Rethinking discourses of family instability

, &
Pages 172-187 | Received 12 Sep 2016, Accepted 27 Aug 2017, Published online: 18 Dec 2017
 

ABSTRACT

Recent research suggests that an increasing number of children around the world live with parents who experience serial romantic relationships. Studies of these increasingly common family transitions has focused almost exclusively on the association between “family instability” and elevated levels of stress leading to children’s poorer social, cognitive, and academic outcomes. In this article the author’s challenge the use of the term family instability that pathologizes relational family patterns that have become normative. Specifically, the author’s review evidence from studies of families in transition to discern (1) children’s individual coping strategies used to deal with their parents’ serial monogamy, (2) external protective processes that improve children’s experiences of these transitions (children’s resilience), and (3) whether family transitions confer possible advantages to children’s psychosocial development.

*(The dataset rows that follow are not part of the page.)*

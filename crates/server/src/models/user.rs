//! User account models.

use chrono::{DateTime, Utc};
use serde::{Deserialize, Serialize};

use beauty_queen_core::{Email, UserId};

/// A registered user.
///
/// The password hash is never part of this struct; repositories return it
/// separately where verification needs it.
#[derive(Debug, Clone, Serialize)]
pub struct User {
    /// Unique identifier.
    pub id: UserId,
    /// Email address (unique, lowercased).
    pub email: Email,
    /// Display name.
    pub name: String,
    /// Optional phone number.
    pub phone: Option<String>,
    /// When the account was created.
    pub created_at: DateTime<Utc>,
    /// When the account was last updated.
    pub updated_at: DateTime<Utc>,
}

/// The authenticated user attached to a request by the auth extractor.
#[derive(Debug, Clone, Serialize, Deserialize)]
pub struct CurrentUser {
    pub id: UserId,
    pub email: Email,
    pub name: String,
}

impl From<&User> for CurrentUser {
    fn from(user: &User) -> Self {
        Self {
            id: user.id,
            email: user.email.clone(),
            name: user.name.clone(),
        }
    }
}
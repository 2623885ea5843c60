//! Domain models mirroring the database tables.

pub mod cart;
pub mod feedback;
pub mod order;
pub mod otp;
pub mod product;
pub mod user;

pub use cart::CartLine;
pub use feedback::Feedback;
pub use order::{Order, OrderItem, ShippingAddress};
pub use otp::OtpRecord;
pub use product::Product;
pub use user::{CurrentUser, User};
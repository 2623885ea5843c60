//! Cart route handlers. All of these require a Bearer token.

use axum::{
    Json,
    extract::{Path, State},
};
use serde::{Deserialize, Serialize};

use beauty_queen_core::{CartItemId, ProductId};

use crate::db::{CartRepository, ProductRepository};
use crate::error::{AppError, Result};
use crate::middleware::RequireUser;
use crate::models::CartLine;
use crate::state::AppState;

/// Response carrying the full cart.
#[derive(Debug, Serialize)]
pub struct CartResponse {
    pub success: bool,
    pub cart: Vec<CartLine>,
}

/// Generic success response.
#[derive(Debug, Serialize)]
pub struct CartMessageResponse {
    pub success: bool,
    pub message: String,
}

async fn cart_response(state: &AppState, user_id: beauty_queen_core::UserId) -> Result<Json<CartResponse>> {
    let cart = CartRepository::new(state.pool())
        .items_for_user(user_id)
        .await?;

    Ok(Json(CartResponse {
        success: true,
        cart,
    }))
}

/// Get the cart with embedded product data.
///
/// GET /api/cart
pub async fn show(
    State(state): State<AppState>,
    RequireUser(user): RequireUser,
) -> Result<Json<CartResponse>> {
    cart_response(&state, user.id).await
}

/// Request to add a product to the cart.
#[derive(Debug, Deserialize)]
#[serde(rename_all = "camelCase")]
pub struct AddToCartRequest {
    pub product_id: i32,
    #[serde(default = "default_quantity")]
    pub quantity: i32,
}

const fn default_quantity() -> i32 {
    1
}

/// Add a product to the cart, bumping the quantity if already present.
///
/// POST /api/cart/add
pub async fn add(
    State(state): State<AppState>,
    RequireUser(user): RequireUser,
    Json(req): Json<AddToCartRequest>,
) -> Result<Json<CartResponse>> {
    if req.quantity < 1 {
        return Err(AppError::BadRequest(
            "Quantity must be at least 1".to_owned(),
        ));
    }

    let product_id = ProductId::new(req.product_id);

    // Look the product up first so an unknown ID is a clean 404 instead of a
    // foreign-key error.
    ProductRepository::new(state.pool())
        .get_by_id(product_id)
        .await?
        .ok_or_else(|| AppError::NotFound("Product not found".to_owned()))?;

    CartRepository::new(state.pool())
        .add(user.id, product_id, req.quantity)
        .await?;

    cart_response(&state, user.id).await
}

/// Request to change a cart line's quantity.
#[derive(Debug, Deserialize)]
pub struct UpdateCartRequest {
    pub quantity: i32,
}

/// Set the quantity of a cart line.
///
/// PUT /api/cart/update/{item_id}
pub async fn update(
    State(state): State<AppState>,
    RequireUser(user): RequireUser,
    Path(item_id): Path<i32>,
    Json(req): Json<UpdateCartRequest>,
) -> Result<Json<CartResponse>> {
    if req.quantity < 1 {
        return Err(AppError::BadRequest(
            "Quantity must be at least 1".to_owned(),
        ));
    }

    CartRepository::new(state.pool())
        .update_quantity(user.id, CartItemId::new(item_id), req.quantity)
        .await
        .map_err(|e| match e {
            crate::db::RepositoryError::NotFound => AppError::NotFound("Item not found".to_owned()),
            other => AppError::Database(other),
        })?;

    cart_response(&state, user.id).await
}

/// Remove a cart line.
///
/// DELETE /api/cart/remove/{item_id}
pub async fn remove(
    State(state): State<AppState>,
    RequireUser(user): RequireUser,
    Path(item_id): Path<i32>,
) -> Result<Json<CartResponse>> {
    let removed = CartRepository::new(state.pool())
        .remove(user.id, CartItemId::new(item_id))
        .await?;

    if !removed {
        return Err(AppError::NotFound("Item not found".to_owned()));
    }

    cart_response(&state, user.id).await
}

/// Empty the cart.
///
/// DELETE /api/cart/clear
pub async fn clear(
    State(state): State<AppState>,
    RequireUser(user): RequireUser,
) -> Result<Json<CartMessageResponse>> {
    CartRepository::new(state.pool()).clear(user.id).await?;

    Ok(Json(CartMessageResponse {
        success: true,
        message: "Cart cleared".to_owned(),
    }))
}
//! Persisted audio device settings.

use serde::{Deserialize, Serialize};
use std::ops::RangeInclusive;
use std::path::Path;

use crate::error::ConfigError;
use crate::request::{OpenRequest, StreamOptions};

/// Backend name that selects the platform's default host.
pub const BACKEND_DEFAULT: &str = "default";

/// Backend name that selects the headless dummy device.
pub const BACKEND_DUMMY: &str = "dummy";

/// Accepted sample rates in Hz.
pub const SAMPLE_RATE_RANGE: RangeInclusive<u32> = 8000..=384_000;

/// Accepted block sizes in frames.
pub const BLOCK_SIZE_RANGE: RangeInclusive<u32> = 16..=8192;

/// Accepted buffer counts.
pub const BUFFER_COUNT_RANGE: RangeInclusive<u32> = 1..=16;

/// Accepted sample widths in bits.
pub const BIT_DEPTHS: [u16; 3] = [16, 24, 32];

/// Audio device settings.
///
/// Every key is optional in the file; a missing key takes the default shown
/// in the example below.
///
/// # TOML Format
///
/// ```toml
/// backend = "default"      # "dummy", or a host name: "alsa", "jack", "coreaudio", "wasapi", "asio"
/// # device = "USB Audio"   # index, exact or partial name; default output when absent
/// # input_device = "0"
/// enable_input = true
/// sample_rate = 48000
/// block_size = 512
/// bit_depth = 32
/// buffer_count = 2
/// realtime = true
/// exclusive = false
/// low_latency = false
/// ```
#[derive(Debug, Clone, Serialize, Deserialize, PartialEq, Eq)]
#[serde(default)]
pub struct AudioSettings {
    /// Backend identifier: [`BACKEND_DEFAULT`], [`BACKEND_DUMMY`] or a host name.
    pub backend: String,

    /// Output device selector.
    #[serde(skip_serializing_if = "Option::is_none")]
    pub device: Option<String>,

    /// Input device selector.
    #[serde(skip_serializing_if = "Option::is_none")]
    pub input_device: Option<String>,

    /// Capture input alongside output.
    pub enable_input: bool,

    /// Requested sample rate in Hz.
    pub sample_rate: u32,

    /// Requested frames per hardware block.
    pub block_size: u32,

    /// Requested sample width in bits.
    pub bit_depth: u16,

    /// Hardware buffers in the ring.
    pub buffer_count: u32,

    /// Ask for real-time scheduling of the audio thread.
    pub realtime: bool,

    /// Ask for exclusive device access.
    pub exclusive: bool,

    /// Prefer the smallest supported buffer.
    pub low_latency: bool,
}

impl Default for AudioSettings {
    fn default() -> Self {
        Self {
            backend: BACKEND_DEFAULT.to_string(),
            device: None,
            input_device: None,
            enable_input: true,
            sample_rate: 48000,
            block_size: 512,
            bit_depth: 32,
            buffer_count: 2,
            realtime: true,
            exclusive: false,
            low_latency: false,
        }
    }
}

impl AudioSettings {
    /// Default settings on the dummy backend.
    pub fn dummy() -> Self {
        Self {
            backend: BACKEND_DUMMY.to_string(),
            ..Self::default()
        }
    }

    /// Returns `true` when the dummy backend is selected.
    pub fn is_dummy(&self) -> bool {
        self.backend.eq_ignore_ascii_case(BACKEND_DUMMY)
    }

    /// Load and validate settings from a TOML file.
    pub fn load(path: impl AsRef<Path>) -> Result<Self, ConfigError> {
        let path = path.as_ref();
        let content =
            std::fs::read_to_string(path).map_err(|e| ConfigError::read_file(path, e))?;
        Self::from_toml_str(&content)
    }

    /// Load settings, falling back to defaults when the file does not exist.
    ///
    /// Any other failure (unreadable, malformed, out of range) is an error.
    pub fn load_or_default(path: impl AsRef<Path>) -> Result<Self, ConfigError> {
        let path = path.as_ref();
        if !path.exists() {
            return Ok(Self::default());
        }
        Self::load(path)
    }

    /// Parse and validate settings from a TOML string.
    pub fn from_toml_str(toml_str: &str) -> Result<Self, ConfigError> {
        let settings: AudioSettings = toml::from_str(toml_str)?;
        settings.validate()?;
        Ok(settings)
    }

    /// Save the settings to a TOML file, creating parent directories.
    pub fn save(&self, path: impl AsRef<Path>) -> Result<(), ConfigError> {
        let path = path.as_ref();

        if let Some(parent) = path.parent()
            && !parent.as_os_str().is_empty()
            && !parent.exists()
        {
            std::fs::create_dir_all(parent).map_err(|e| ConfigError::create_dir(parent, e))?;
        }

        let content = self.to_toml_string()?;
        std::fs::write(path, content).map_err(|e| ConfigError::write_file(path, e))?;
        Ok(())
    }

    /// Convert the settings to a TOML string.
    pub fn to_toml_string(&self) -> Result<String, ConfigError> {
        Ok(toml::to_string_pretty(self)?)
    }

    /// Check every value against what the audio system accepts.
    pub fn validate(&self) -> Result<(), ConfigError> {
        if self.backend.trim().is_empty() {
            return Err(ConfigError::invalid("backend", "must not be empty"));
        }
        check_range("sample_rate", self.sample_rate, &SAMPLE_RATE_RANGE)?;
        check_range("block_size", self.block_size, &BLOCK_SIZE_RANGE)?;
        check_range("buffer_count", self.buffer_count, &BUFFER_COUNT_RANGE)?;
        if !BIT_DEPTHS.contains(&self.bit_depth) {
            return Err(ConfigError::invalid(
                "bit_depth",
                format!("must be one of 16, 24 or 32, got {}", self.bit_depth),
            ));
        }
        Ok(())
    }

    /// Build the device open request these settings describe.
    pub fn stream_request(&self) -> OpenRequest {
        OpenRequest {
            bit_depth: self.bit_depth,
            sample_rate: self.sample_rate,
            block_size: self.block_size,
            buffer_count: self.buffer_count,
            device: self.device.clone(),
            input_device: self.input_device.clone(),
            enable_input: self.enable_input,
            options: StreamOptions {
                realtime: self.realtime,
                exclusive: self.exclusive,
                low_latency: self.low_latency,
            },
        }
    }
}

fn check_range(key: &'static str, value: u32, range: &RangeInclusive<u32>) -> Result<(), ConfigError> {
    if range.contains(&value) {
        Ok(())
    } else {
        Err(ConfigError::invalid(
            key,
            format!("must be between {} and {}, got {value}", range.start(), range.end()),
        ))
    }
}
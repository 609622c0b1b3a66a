//! Shared CLI helpers used across multiple commands.

use anyhow::Context;
use cadence_config::{AudioSettings, settings_path};
use std::path::{Path, PathBuf};

/// Settings file to use: the explicit path, or the user settings file.
pub fn resolve_settings_path(explicit: Option<&Path>) -> PathBuf {
    explicit.map_or_else(settings_path, Path::to_path_buf)
}

/// Load settings, falling back to defaults when the file does not exist.
pub fn load_settings(explicit: Option<&Path>) -> anyhow::Result<(AudioSettings, PathBuf)> {
    let path = resolve_settings_path(explicit);
    let settings = AudioSettings::load_or_default(&path)
        .with_context(|| format!("loading settings from {}", path.display()))?;
    Ok((settings, path))
}
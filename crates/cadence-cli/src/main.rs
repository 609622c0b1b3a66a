//! Cadence CLI - inspect audio devices, manage settings and run the audio system.

mod commands;
mod monitor;

use clap::{Parser, Subcommand};
use tracing_subscriber::EnvFilter;

#[derive(Parser)]
#[command(name = "cadence")]
#[command(author, version, about = "Cadence real-time audio I/O", long_about = None)]
struct Cli {
    #[command(subcommand)]
    command: Commands,
}

#[derive(Subcommand)]
enum Commands {
    /// List backends, list devices and probe device availability
    Devices(commands::devices::DevicesArgs),

    /// Show or initialize the audio settings file
    Config(commands::config::ConfigArgs),

    /// Run the audio system with a monitor graph until Ctrl+C
    Run(commands::run::RunArgs),
}

fn main() -> anyhow::Result<()> {
    tracing_subscriber::fmt()
        .with_env_filter(EnvFilter::try_from_default_env().unwrap_or_else(|_| "info".into()))
        .with_writer(std::io::stderr)
        .init();

    let cli = Cli::parse();

    match cli.command {
        Commands::Devices(args) => commands::devices::run(args),
        Commands::Config(args) => commands::config::run(args),
        Commands::Run(args) => commands::run::run(args),
    }
}
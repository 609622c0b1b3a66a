//! Parameter smoothing for zipper-free changes during playback.
//!
//! Control values (gain, pan, filter cutoff) change in steps when the user
//! moves a control. Feeding those steps straight into sample computation
//! produces audible "zipper noise". [`SmoothParameter`] runs each step through
//! a one-pole lowpass so the audio thread sees a per-sample interpolated value.
//!
//! ## Thread Split
//!
//! The state is split by writer:
//!
//! - The **raw value** (target) lives in a shared atomic slot. The control
//!   thread writes it through a [`ParameterHandle`]; the audio thread reads
//!   it once per [`tick()`](SmoothParameter::tick).
//! - The **smoothed value** is owned by the [`SmoothParameter`] itself and is
//!   only ever mutated by the audio thread.
//!
//! Neither side locks. The raw value is one `f64` stored as its bit pattern in
//! an `AtomicU64`, so reads are never torn.
//!
//! ## Usage
//!
//! ```rust
//! use cadence_core::SmoothParameter;
//!
//! let mut gain = SmoothParameter::new(1.0, 48000.0, 0.010);
//! let control = gain.handle();
//!
//! // Control thread
//! control.set_value(0.5);
//!
//! // Audio thread, once per sample
//! for _ in 0..480 {
//!     let g = gain.tick();
//!     assert!(g <= 1.0 && g >= 0.5);
//! }
//! ```

#[cfg(not(feature = "std"))]
use alloc::sync::Arc;
#[cfg(feature = "std")]
use std::sync::Arc;

use core::sync::atomic::{AtomicU64, Ordering};
use libm::exp;

/// Deviation below which a parameter counts as settled.
const SETTLE_EPSILON: f64 = 1e-9;

/// Lock-free `f64` slot using bit-cast storage.
///
/// Control thread writes, audio thread reads. No locks, no allocations.
#[derive(Debug)]
struct AtomicValue(AtomicU64);

impl AtomicValue {
    fn new(value: f64) -> Self {
        Self(AtomicU64::new(value.to_bits()))
    }

    #[inline]
    fn load(&self) -> f64 {
        f64::from_bits(self.0.load(Ordering::Relaxed))
    }

    #[inline]
    fn store(&self, value: f64) {
        self.0.store(value.to_bits(), Ordering::Relaxed);
    }
}

/// Control-thread handle for a [`SmoothParameter`]'s raw value.
///
/// Cheap to clone, `Send + Sync`. Setting a value never blocks and never
/// touches the smoothed state.
#[derive(Debug, Clone)]
pub struct ParameterHandle {
    raw: Arc<AtomicValue>,
}

impl ParameterHandle {
    /// Sets the target the audio thread will smooth towards.
    ///
    /// Non-finite values are ignored.
    #[inline]
    pub fn set_value(&self, value: f64) {
        if value.is_finite() {
            self.raw.store(value);
        }
    }

    /// Returns the current target.
    #[inline]
    pub fn value(&self) -> f64 {
        self.raw.load()
    }
}

/// Single-pole smoothed parameter.
///
/// Each [`tick()`](Self::tick) advances
/// `smoothed += coeff * (raw - smoothed)` with
/// `coeff = 1 - exp(-1 / (time * sample_rate))`. The smoothed value moves
/// monotonically towards the raw value without overshoot and only reaches it
/// in the limit.
///
/// # Invariants
///
/// - `coeff` is recomputed whenever the sample rate or time constant changes.
/// - `coeff` is in `(0, 1]`; a non-positive time or sample rate gives `1.0`
///   (instant response).
#[derive(Debug)]
pub struct SmoothParameter {
    raw: Arc<AtomicValue>,
    smoothed: f64,
    coeff: f64,
    sample_rate: f64,
    time: f64,
}

impl SmoothParameter {
    /// Creates a smoothed parameter starting at `initial`.
    ///
    /// Both the raw and smoothed values start at `initial`, so a stream that
    /// begins with this parameter does not ramp up from zero. A non-finite
    /// `initial` starts at `0.0` instead.
    ///
    /// # Arguments
    /// * `initial` - Initial value
    /// * `sample_rate` - Sample rate in Hz
    /// * `time` - Time constant in seconds (time to cover ~63% of a step)
    pub fn new(initial: f64, sample_rate: f64, time: f64) -> Self {
        let initial = if initial.is_finite() { initial } else { 0.0 };
        let mut param = Self {
            raw: Arc::new(AtomicValue::new(initial)),
            smoothed: initial,
            coeff: 1.0,
            sample_rate,
            time,
        };
        param.recalculate_coeff();
        param
    }

    /// Returns a handle the control thread can use to set the raw value.
    pub fn handle(&self) -> ParameterHandle {
        ParameterHandle {
            raw: Arc::clone(&self.raw),
        }
    }

    /// Sets the raw (target) value. Non-finite values are ignored.
    ///
    /// Takes `&self`: this only touches the shared atomic slot.
    #[inline]
    pub fn set_value(&self, value: f64) {
        if value.is_finite() {
            self.raw.store(value);
        }
    }

    /// Advances the filter by one sample and returns the smoothed value.
    ///
    /// Call once per sample from the audio thread.
    #[inline]
    pub fn tick(&mut self) -> f64 {
        let raw = self.raw.load();
        self.smoothed += self.coeff * (raw - self.smoothed);
        self.smoothed
    }

    /// Current smoothed value without advancing.
    #[inline]
    pub fn value(&self) -> f64 {
        self.smoothed
    }

    /// Current raw (target) value.
    #[inline]
    pub fn target(&self) -> f64 {
        self.raw.load()
    }

    /// Smoothing coefficient currently in use.
    #[inline]
    pub fn coefficient(&self) -> f64 {
        self.coeff
    }

    /// Sample rate in Hz.
    #[inline]
    pub fn sample_rate(&self) -> f64 {
        self.sample_rate
    }

    /// Time constant in seconds.
    #[inline]
    pub fn time(&self) -> f64 {
        self.time
    }

    /// True once the smoothed value is within `1e-9` of the target.
    #[inline]
    pub fn is_settled(&self) -> bool {
        (self.smoothed - self.raw.load()).abs() < SETTLE_EPSILON
    }

    /// Jumps the smoothed value to the current target.
    ///
    /// Audio-thread operation, e.g. at stream start or after a reset.
    #[inline]
    pub fn snap_to_target(&mut self) {
        self.smoothed = self.raw.load();
    }

    /// Updates the sample rate and recomputes the coefficient.
    pub fn set_sample_rate(&mut self, sample_rate: f64) {
        self.sample_rate = sample_rate;
        self.recalculate_coeff();
    }

    /// Updates the time constant (seconds) and recomputes the coefficient.
    pub fn set_time(&mut self, time: f64) {
        self.time = time;
        self.recalculate_coeff();
    }

    /// `coeff = 1 - exp(-1 / (time * sample_rate))`
    ///
    /// `time * sample_rate` is the time constant in samples. After five time
    /// constants the value has covered 99.3% of a step.
    fn recalculate_coeff(&mut self) {
        let samples = self.time * self.sample_rate;
        self.coeff = if samples > 0.0 && samples.is_finite() {
            1.0 - exp(-1.0 / samples)
        } else {
            1.0
        };
    }
}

Three case examples are used to challenge the validity of labeling family transitions as “family instability.” Evidence suggests that there is a need to distinguish aspects of family transitions that cause stress and instability from normative—and potentially beneficial—changes that occur when a child experiences different adult caregivers over time. This shift in discourse may help to advance an applied research agenda that has pertinence to the resilience of modern families.